**Your instructions:**
Go to the line holding "pub mod catalog;" in the entries below and write out exactly every line down to and including the line holding "use tokio::time::Instant;".

▼▼▼

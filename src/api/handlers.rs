//! API Handlers
//!
//! HTTP handlers for the internal ops endpoints: health, cache metrics,
//! preload statistics and forced invalidation.

use axum::{
    extract::{Path, Query, State},
    Json,
};
use tracing::info;

use crate::cache::{Cache, TargetProgress};
use crate::config::Config;
use crate::error::{CacheError, Result};
use crate::models::{ClearResponse, DeleteResponse, HealthResponse, ProgressQuery, StatsResponse};
use crate::preload::{OptimizationStats, PreloadOrchestrator};

/// Application state shared across all handlers.
///
/// Holds the single cache handle and preload orchestrator for the process.
#[derive(Clone, Debug)]
pub struct AppState {
    pub cache: Cache,
    pub preloader: PreloadOrchestrator,
    /// Default load reduction target, in percent
    pub target_percent: f64,
}

impl AppState {
    pub fn new(cache: Cache, preloader: PreloadOrchestrator, target_percent: f64) -> Self {
        Self {
            cache,
            preloader,
            target_percent,
        }
    }

    /// Builds the cache and an idle orchestrator from configuration.
    pub fn from_config(
        config: &Config,
        source: std::sync::Arc<dyn crate::preload::PreloadSource>,
    ) -> Self {
        let cache = Cache::from_config(config);
        let preloader = PreloadOrchestrator::from_config(cache.clone(), source, config);
        Self::new(cache, preloader, config.load_reduction_target)
    }
}

/// Handler for GET /health
pub async fn health_handler(State(state): State<AppState>) -> Json<HealthResponse> {
    Json(HealthResponse::healthy(state.preloader.phase()))
}

/// Handler for GET /stats
pub async fn stats_handler(State(state): State<AppState>) -> Json<StatsResponse> {
    let cache = &state.cache;

    Json(StatsResponse::new(
        cache.metrics(),
        cache.len().await,
        cache.evictions().await,
        cache.category_counts().await,
        cache.category_metrics(),
    ))
}

/// Handler for GET /stats/progress?target=<percent>
pub async fn progress_handler(
    State(state): State<AppState>,
    Query(query): Query<ProgressQuery>,
) -> Result<Json<TargetProgress>> {
    if let Some(error_msg) = query.validate() {
        return Err(CacheError::InvalidRequest(error_msg));
    }

    let target = query.target.unwrap_or(state.target_percent);
    Ok(Json(state.cache.progress_to_target(target)))
}

/// Handler for GET /stats/optimization
pub async fn optimization_handler(State(state): State<AppState>) -> Json<OptimizationStats> {
    Json(state.preloader.final_optimization_stats().await)
}

/// Handler for DELETE /cache/:key
pub async fn delete_handler(
    State(state): State<AppState>,
    Path(key): Path<String>,
) -> Result<Json<DeleteResponse>> {
    state.cache.delete(&key).await?;
    info!(key = %key, "Cache entry invalidated");

    Ok(Json(DeleteResponse::new(key)))
}

/// Handler for DELETE /cache
pub async fn clear_handler(State(state): State<AppState>) -> Json<ClearResponse> {
    let removed = state.cache.clear().await;
    info!("Cache cleared: {} entries removed", removed);

    Json(ClearResponse::new(removed))
}
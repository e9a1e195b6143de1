//! Preload Module
//!
//! Startup cache warming: the fixed key catalog, the source trait that
//! produces values, and the orchestrator that runs the phases.

pub mod catalog;
mod metrics;
mod orchestrator;
mod source;

pub use metrics::{PreloadMetrics, PreloadMetricsSnapshot, PreloadPhase};
pub use orchestrator::{OptimizationStats, PreloadOrchestrator, PreloadPlan};
pub use source::{PlaceholderSource, PreloadRequest, PreloadSource};
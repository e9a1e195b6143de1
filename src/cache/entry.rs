//! Cache Entry Module
//!
//! Defines a single stored record: an opaque value tagged with a category and
//! an absolute expiry instant.

use std::any::Any;
use std::sync::Arc;
use std::time::Duration;

use tokio::time::Instant;

/// Opaque payload held by the store. Typed reads downcast to the caller's `T`.
pub type CacheValue = Arc<dyn Any + Send + Sync>;

// == Cache Entry ==
/// A single cache record with its category and expiry.
#[derive(Clone)]
pub struct CacheEntry {
    /// The stored value
    pub value: CacheValue,
    /// Attribution label (e.g. "users", "products", "ultra_critical")
    pub category: String,
    /// Instant at or after which the entry is stale
    pub expires_at: Instant,
}

impl CacheEntry {
    // == Constructor ==
    /// Creates a new entry expiring `ttl` from now.
    pub fn new(value: CacheValue, category: impl Into<String>, ttl: Duration) -> Self {
        Self {
            value,
            category: category.into(),
            expires_at: Instant::now() + ttl,
        }
    }

    // == Is Expired ==
    /// Checks if the entry has expired.
    ///
    /// Boundary condition: an entry is expired once `now >= expires_at`, so a
    /// zero TTL is stale immediately.
    pub fn is_expired(&self) -> bool {
        Instant::now() >= self.expires_at
    }

    // == Downcast ==
    /// Returns a clone of the value if it was stored as `T`.
    pub fn value_as<T>(&self) -> Option<T>
    where
        T: Clone + 'static,
    {
        self.value.downcast_ref::<T>().cloned()
    }
}

impl std::fmt::Debug for CacheEntry {
    fn fmt(&self, f: &mut std::fmt::Formatter<'_>) -> std::fmt::Result {
        f.debug_struct("CacheEntry")
            .field("category", &self.category)
            .field("expires_at", &self.expires_at)
            .finish_non_exhaustive()
    }
}
//! Recency Tracker Module
//!
//! Access-order bookkeeping used only when the store is given a size bound.
//! Backed by `lru::LruCache`, so touch and eviction are O(1).

use lru::LruCache;

// == Recency Tracker ==
/// Keys in access order, least recently used first out.
pub(crate) struct LruTracker {
    order: LruCache<String, ()>,
}

impl Default for LruTracker {
    fn default() -> Self {
        Self {
            order: LruCache::unbounded(),
        }
    }
}

impl std::fmt::Debug for LruTracker {
    fn fmt(&self, f: &mut std::fmt::Formatter<'_>) -> std::fmt::Result {
        f.debug_struct("LruTracker")
            .field("tracked", &self.order.len())
            .finish()
    }
}

impl LruTracker {
    /// Marks `key` as most recently used.
    pub(crate) fn touch(&mut self, key: &str) {
        if self.order.get(key).is_none() {
            self.order.put(key.to_string(), ());
        }
    }

    /// Forgets `key`. Unknown keys are ignored.
    pub(crate) fn remove(&mut self, key: &str) {
        self.order.pop(key);
    }

    /// Pops the least recently used key.
    pub(crate) fn evict_oldest(&mut self) -> Option<String> {
        self.order.pop_lru().map(|(key, ())| key)
    }

    /// Forgets every key.
    pub(crate) fn clear(&mut self) {
        self.order.clear();
    }
}

// == Unit Tests ==
#[cfg(test)]
mod tests {
    use super::*;

    fn drain(lru: &mut LruTracker) -> Vec<String> {
        std::iter::from_fn(|| lru.evict_oldest()).collect()
    }

    #[test]
    fn test_evicts_in_insertion_order_without_touches() {
        let mut lru = LruTracker::default();
        lru.touch("user:complete:1");
        lru.touch("user:complete:2");
        lru.touch("user:complete:3");

        assert_eq!(lru.evict_oldest(), Some("user:complete:1".to_string()));
        assert_eq!(lru.evict_oldest(), Some("user:complete:2".to_string()));
        assert_eq!(drain(&mut lru), vec!["user:complete:3"]);
    }

    #[test]
    fn test_touch_protects_key() {
        let mut lru = LruTracker::default();
        lru.touch("a");
        lru.touch("b");
        lru.touch("c");

        lru.touch("a");

        assert_eq!(drain(&mut lru), vec!["b", "c", "a"]);
        assert_eq!(lru.evict_oldest(), None);
    }

    #[test]
    fn test_repeated_touch_keeps_single_slot() {
        let mut lru = LruTracker::default();
        lru.touch("k");
        lru.touch("k");
        lru.touch("k");

        assert_eq!(drain(&mut lru), vec!["k"]);
    }

    #[test]
    fn test_remove_and_clear() {
        let mut lru = LruTracker::default();
        lru.touch("a");
        lru.touch("b");

        lru.remove("missing");
        lru.remove("a");
        assert_eq!(lru.evict_oldest(), Some("b".to_string()));

        lru.touch("c");
        lru.touch("d");
        lru.clear();
        assert_eq!(lru.evict_oldest(), None);
    }

    #[test]
    fn test_many_keys_keep_access_order() {
        let mut lru = LruTracker::default();
        for i in 0..10_000 {
            lru.touch(&format!("massive:item:{}", i));
        }
        lru.touch("massive:item:0");

        assert_eq!(lru.evict_oldest(), Some("massive:item:1".to_string()));
        let rest = drain(&mut lru);
        assert_eq!(rest.len(), 9_998);
        assert_eq!(rest.last().map(String::as_str), Some("massive:item:0"));
    }
}
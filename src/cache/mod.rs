//! Cache Module
//!
//! In-process read-through cache: TTL entry store, memoized loader and
//! hit/miss tracking.

mod entry;
pub mod keys;
mod loader;
mod lru;
mod store;
mod tracker;

#[cfg(test)]
mod property_tests;

// Re-export public types
pub use entry::{CacheEntry, CacheValue};
pub use loader::Cache;
pub use store::EntryStore;
pub use tracker::{CacheMetrics, CategoryMetrics, PerformanceTracker, TargetProgress};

▲▲▲

**Written answer:**
pub mod catalog;
mod metrics;
mod orchestrator;
mod source;

pub use metrics::{PreloadMetrics, PreloadMetricsSnapshot, PreloadPhase};
pub use orchestrator::{OptimizationStats, PreloadOrchestrator, PreloadPlan};
pub use source::{PlaceholderSource, PreloadRequest, PreloadSource};
repository e9a1e195b6143de1
filename src/cache/entry.rs
//! Cache Entry Module
//!
//! Defines a single stored record: an opaque value tagged with a category and
//! an absolute expiry instant.

use std::any::Any;
use std::sync::Arc;
use std::time::Duration;

use tokio::time::Instant;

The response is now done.